Essential to this effort is internal communications. Grams suggests that a senior member of the company should assume the role as “conductor of the symphony.”
Keith Messick, vice president of marketing at Get Satisfaction, reiterated the idea that modern marketing is geared toward adequate customer service and effective communication between the company and customer.
“Customers are now really in control,” he said. “(Get Satisfaction) is designed around what happens in the hotel lobby.”
He explains the types of exchanges are likened to what would happen in the public. If the team has a question, they consult the metaphorical concierge; if they have a problem, they take it to the manager.
Engaging service used to be an afterthought, but is now a requirement, Messick said.
He then pulled up several images of the clichéd, oversized gorilla balloon as a marketing strategy. Grams said marketing efforts should steer clear of these kinds of outdated branding.
Businesses should center promotion on customer feedback and transparent conversation, such as through a Facebook fan page, so the entity “doesn’t just look like a big inflatable gorilla.”

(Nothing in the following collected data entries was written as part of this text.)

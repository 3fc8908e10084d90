//! Configuration builders for tests.
//!
//! Use [`TestConfigBuilder`] to create customised [`AppConfig`] values, and
//! [`TestConfigFile`] when a test needs a real config file on disk.

use std::path::PathBuf;

use hydrator_config::{AppConfig, WebsiteProviderKind};
use tempfile::TempDir;

/// Fluent builder for [`AppConfig`] in tests.
///
/// # Example
///
/// ```ignore
/// let config = TestConfigBuilder::new()
///     .books_dir("/tmp/books")
///     .stub_website()
///     .cache_enabled(false)
///     .build();
/// ```
pub struct TestConfigBuilder {
    config: AppConfig,
}

impl TestConfigBuilder {
    pub fn new() -> Self {
        Self {
            config: AppConfig::default(),
        }
    }

    pub fn cache_enabled(mut self, enabled: bool) -> Self {
        self.config.cache.enabled = enabled;
        self
    }

    pub fn books_dir(mut self, dir: &str) -> Self {
        self.config.books.dir = dir.to_string();
        self
    }

    pub fn stub_website(mut self) -> Self {
        self.config.website.provider = WebsiteProviderKind::Stub;
        self
    }

    pub fn log_level(mut self, level: &str) -> Self {
        self.config.logging.level = level.to_string();
        self
    }

    pub fn build(self) -> AppConfig {
        self.config
    }
}

impl Default for TestConfigBuilder {
    fn default() -> Self {
        Self::new()
    }
}

/// A config file in a temporary directory, deleted on drop.
pub struct TestConfigFile {
    pub path: PathBuf,
    _temp_dir: TempDir,
}

impl TestConfigFile {
    /// Write `toml_content` to a fresh `hydrator.toml`.
    pub async fn with_toml(toml_content: &str) -> Self {
        let temp_dir = TempDir::new().expect("failed to create temp dir");
        let path = temp_dir.path().join("hydrator.toml");
        tokio::fs::write(&path, toml_content)
            .await
            .expect("failed to write test config");
        Self {
            path,
            _temp_dir: temp_dir,
        }
    }
}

Burney introduced panelist Steven Keith, an independent digital strategist, as “not only loving those gorillas, but actually created a company named Gorilla (Polymedia.)”
“To me, everything is all about storytelling,” Keith said, “and one of the most important things is strategy.
He said sometimes marketing strategists tend to get ahead of themselves in their enthusiasm, and forget to consider their customers’ specific needs. Instead, he said businesses need to think about how to engage with their clients.
“The first thing that will have the greatest impact on the future of interactivity is technology,” Keith said. “It’s always the thing, as a storyteller, that’s about grabbing the wheel from design and taking over.”
He also cites economics and speed as the other driving factors in the future of interactivity in business.
“The future is really scary, but really sexy at the same time,” Keith said.
Becky Minervino, vice president and interactive strategist for McKinney advertising in Durham, brought a local perspective to the discussion.
Social media is no longer a question. She said it was a mere five years ago that she had difficulties advising local businesses to participate in social media, until the buzz became strong enough that clients told her, “I don’t really know what social media is, but I know I need some.”
“It’s been a really fascinating change, because it really gets into cultural changes within organizations,” Minervino said. “The secret sauce comes down to understanding the online habits of customers.
The general theme, she said, is to continue finding a passion point for the targeted customers and broadcasting an experience that will connect with them… all while “trying not to create the infamous inflatable gorilla.”